Read the interview »

Application Highlight

Understanding and exploiting endogenous CRISPR-Cas systems

CRISPR-Cas systems have achieved such notoriety as a genome editing tool that we sometimes forget that they evolved as endogenous prokaryotic immune systems, and their potential usefulness extends in many directions. In a recent BD Biosciences webinar on molecular biology applications of personal flow cytometry, Dr. Chase Beisel of North Carolina State University described his laboratory’s research program to understand CRISPR-Cas biology and exploit CRISPR-Cas systems. He also explained why he and his colleagues are “heavy users” of their BD Accuri™ flow cytometer.
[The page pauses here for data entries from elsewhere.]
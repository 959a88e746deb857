mod common;

use common::{morning, secs, PetBuilder};
use imon_core::config::Rules;
use imon_core::FoodKind;
use imon_io::{JsonFileStore, PetStore};
use imon_lib::App;
use std::fs;
use tempfile::tempdir;

fn open(path: &std::path::Path, now: chrono::DateTime<chrono::Utc>) -> App {
    let rules = Rules::default();
    let store = JsonFileStore::new(path).with_rules_fingerprint(rules.fingerprint());
    App::open(rules, Box::new(store), 7, now).unwrap()
}

#[test]
fn test_pet_survives_a_restart_of_the_program() {
    let dir = tempdir().unwrap();
    let path = dir.path().join("saves").join("pet.json");

    let mut app = open(&path, morning());
    assert!(app.state().is_egg());
    app.hatch(morning() + secs(5)).unwrap();
    app.feed(FoodKind::Vitamin, morning() + secs(6)).unwrap();
    let id = app.state().id;
    let weight = app.state().weight;
    drop(app);

    assert!(path.exists());
    let app = open(&path, morning() + secs(7));
    assert_eq!(app.state().id, id);
    assert_eq!(app.state().weight, weight);
    assert_eq!(app.state().last_advanced_at, morning() + secs(6));
}

#[test]
fn test_corrupt_save_lays_a_new_egg() {
    let dir = tempdir().unwrap();
    let path = dir.path().join("pet.json");
    fs::write(&path, "{ not json").unwrap();

    let app = open(&path, morning());
    assert!(app.state().is_egg());
    assert_eq!(app.state().last_advanced_at, morning());
}

#[test]
fn test_save_from_other_rules_still_loads() {
    let dir = tempdir().unwrap();
    let path = dir.path().join("pet.json");
    let pet = PetBuilder::new().care_mistakes(2).build();
    JsonFileStore::new(&path)
        .with_rules_fingerprint("someone-elses-rules")
        .save(&pet)
        .unwrap();

    let app = open(&path, morning());
    assert_eq!(app.state().id, pet.id);
    assert_eq!(app.state().care_mistakes, 2);
}

#[test]
fn test_restart_replaces_the_save() {
    let dir = tempdir().unwrap();
    let path = dir.path().join("pet.json");
    let pet = PetBuilder::new().build();
    JsonFileStore::new(&path).save(&pet).unwrap();

    let mut app = open(&path, morning());
    app.restart(morning() + secs(1)).unwrap();
    drop(app);

    let reloaded = JsonFileStore::new(&path).load().unwrap().unwrap();
    assert!(reloaded.is_egg());
    assert_ne!(reloaded.id, pet.id);
}
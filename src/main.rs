use anyhow::Result;
use chrono::Utc;
use clap::{Parser, Subcommand};
use imon_core::actions::{ActionOutcome, FoodKind, LightsOutcome};
use imon_core::battle::{AttackHeight, BattleResult, RoundOutcome};
use imon_core::config::Rules;
use imon_core::init_logging;
use imon_core::training::Guess;
use imon_io::JsonFileStore;
use imon_lib::app::render::status_block;
use imon_lib::{App, SessionOutcome};
use std::path::PathBuf;

#[derive(Parser, Debug)]
#[command(author, version, about = "Look after a tiny digital monster", long_about = None)]
struct Args {
    /// Rules file; missing files fall back to the built-in rules
    #[arg(short, long, default_value = "imon.toml")]
    config: PathBuf,

    /// Where the pet is saved
    #[arg(short, long, default_value = "imon_save.json")]
    save: PathBuf,

    /// Seed for reproducible training and battles
    #[arg(long)]
    seed: Option<u64>,

    /// Print the status as JSON instead of text
    #[arg(long)]
    json: bool,

    #[command(subcommand)]
    command: Option<Command>,
}

#[derive(Subcommand, Debug)]
enum Command {
    /// Show how the pet is doing
    Status,
    /// Hatch the egg
    Hatch,
    /// Give the pet something to eat
    Feed {
        #[arg(value_enum)]
        food: FoodArg,
    },
    /// Clean up after the pet
    Clean,
    /// Treat an injury
    Heal,
    /// Flip the lights
    Lights,
    /// Train with a sequence of high/low guesses
    Train {
        #[arg(value_enum, required = true)]
        guesses: Vec<GuessArg>,
    },
    /// Battle with a sequence of attack heights
    Battle {
        #[arg(value_enum, required = true)]
        moves: Vec<HeightArg>,
    },
    /// Redeem walked steps for bonus meals
    Bonus { steps: u64 },
    /// Start over with a new egg
    Restart,
}

#[derive(clap::ValueEnum, Clone, Copy, Debug)]
enum FoodArg {
    Meat,
    Vitamin,
}

impl From<FoodArg> for FoodKind {
    fn from(arg: FoodArg) -> Self {
        match arg {
            FoodArg::Meat => FoodKind::Meat,
            FoodArg::Vitamin => FoodKind::Vitamin,
        }
    }
}

#[derive(clap::ValueEnum, Clone, Copy, Debug)]
enum GuessArg {
    High,
    Low,
}

impl From<GuessArg> for Guess {
    fn from(arg: GuessArg) -> Self {
        match arg {
            GuessArg::High => Guess::High,
            GuessArg::Low => Guess::Low,
        }
    }
}

#[derive(clap::ValueEnum, Clone, Copy, Debug)]
enum HeightArg {
    High,
    Medium,
    Low,
}

impl From<HeightArg> for AttackHeight {
    fn from(arg: HeightArg) -> Self {
        match arg {
            HeightArg::High => AttackHeight::High,
            HeightArg::Medium => AttackHeight::Medium,
            HeightArg::Low => AttackHeight::Low,
        }
    }
}

fn report(outcome: ActionOutcome, done: &str, refused: &str) {
    match outcome {
        ActionOutcome::Applied => println!("{done}"),
        ActionOutcome::Refused => println!("{refused}"),
    }
}

fn main() -> Result<()> {
    init_logging();
    let args = Args::parse();

    let rules = Rules::load_or_default(&args.config)?;
    let store = JsonFileStore::new(&args.save).with_rules_fingerprint(rules.fingerprint());
    let seed = args.seed.unwrap_or_else(rand::random);
    let mut app = App::open(rules, Box::new(store), seed, Utc::now())?;
    let now = Utc::now();

    match args.command.unwrap_or(Command::Status) {
        Command::Status => {
            app.tick(now)?;
        }
        Command::Hatch => report(app.hatch(now)?, "The egg cracks open!", "There is no egg to hatch."),
        Command::Feed { food } => report(
            app.feed(food.into(), now)?,
            "Munch munch.",
            "The pet can't eat right now.",
        ),
        Command::Clean => report(app.clean(now)?, "All clean.", "Nothing to clean."),
        Command::Heal => report(app.heal(now)?, "Patched up.", "Nothing to heal."),
        Command::Lights => match app.toggle_lights(now)? {
            LightsOutcome::Toggled => println!("Lights toggled."),
            LightsOutcome::ToggledDuringSleep => {
                println!("Lights toggled. The pet will settle in a moment.")
            }
            LightsOutcome::Blocked => println!("Nobody here needs the lights."),
        },
        Command::Train { guesses } => {
            let mut input = guesses.into_iter().map(Guess::from);
            match app.train(&mut input, now)? {
                SessionOutcome::Refused => println!("The pet can't train right now."),
                SessionOutcome::Cancelled => println!("Ran out of guesses; training abandoned."),
                SessionOutcome::Completed(training) => {
                    for round in &training.rounds {
                        println!(
                            "Round {}: number {} -> {}",
                            round.round,
                            round.number,
                            if round.won { "hit" } else { "miss" }
                        );
                    }
                    let verdict = if training.outcome.won { "passed" } else { "failed" };
                    println!("Training {verdict}.");
                }
            }
        }
        Command::Battle { moves } => {
            let mut input = moves.into_iter().map(AttackHeight::from);
            match app.battle(&mut input, now)? {
                SessionOutcome::Refused => println!("The pet can't battle right now."),
                SessionOutcome::Cancelled => println!("Ran out of moves; the battle was called off."),
                SessionOutcome::Completed(fight) => {
                    println!("A wild {} appears!", fight.opponent.species.display_name());
                    for round in &fight.rounds {
                        let what = match round.outcome {
                            RoundOutcome::PlayerHit => "you hit",
                            RoundOutcome::OpponentHit => "you got hit",
                            RoundOutcome::Clash => "clash",
                        };
                        println!(
                            "Round {}: {:?} vs {:?}, {what} ({} - {})",
                            round.round, round.player, round.opponent, round.player_hp, round.opponent_hp
                        );
                    }
                    match fight.result {
                        BattleResult::Win => println!("Victory!"),
                        BattleResult::Lose => println!("Defeat."),
                        BattleResult::Draw => println!("A draw."),
                    }
                }
            }
        }
        Command::Bonus { steps } => {
            let eaten = app.redeem_steps(steps, now)?;
            println!("{steps} steps earned {eaten} meal(s).");
        }
        Command::Restart => {
            app.restart(now)?;
            println!("A new egg appears.");
        }
    }

    if args.json {
        println!("{}", serde_json::to_string_pretty(&app.status())?);
    } else {
        print!("{}", status_block(&app.status()));
    }
    Ok(())
}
As Dr. Beisel explained in our 2015 interview, CRISPR-Cas systems are naturally adaptive immune systems found in bacteria and archaea. Their role is to fend off foreign invaders like plasmids and bacteriophages. Unlike our own adaptive immune systems, they use RNA as the recognition element, looking for complementary nucleic acids—primarily DNA. When it finds them, it instructs the system to cleave and degrade the DNA. It's a great way to get rid of these invaders.

In the webinar, Dr. Beisel explored Type I CRISPR-Cas systems, which rely on multiple proteins and have a unique ability to cleave and degrade DNA. (They are far more common in nature than the Type II CRISPR-Cas system and its Cas9 protein used in genome editing.) For example, Type I-E CRISPR-Cas systems found in E. coli use a Cas protein complex called Cascade to process the CRISPR array, use the RNA to bind to target sequences, and then recruit Cas3 to nick and degrade the displaced DNA strand. The Beisel lab showed that eliminating Cas3 still allowed Cascade to bind its DNA target, resulting in blocked transcription at that site.

Figure 1 shows the workflow for an experiment that attempted to co-opt this system as a gene silencing method. A BD Accuri flow cytometer was used to measure GFP as a reporter of gene expression.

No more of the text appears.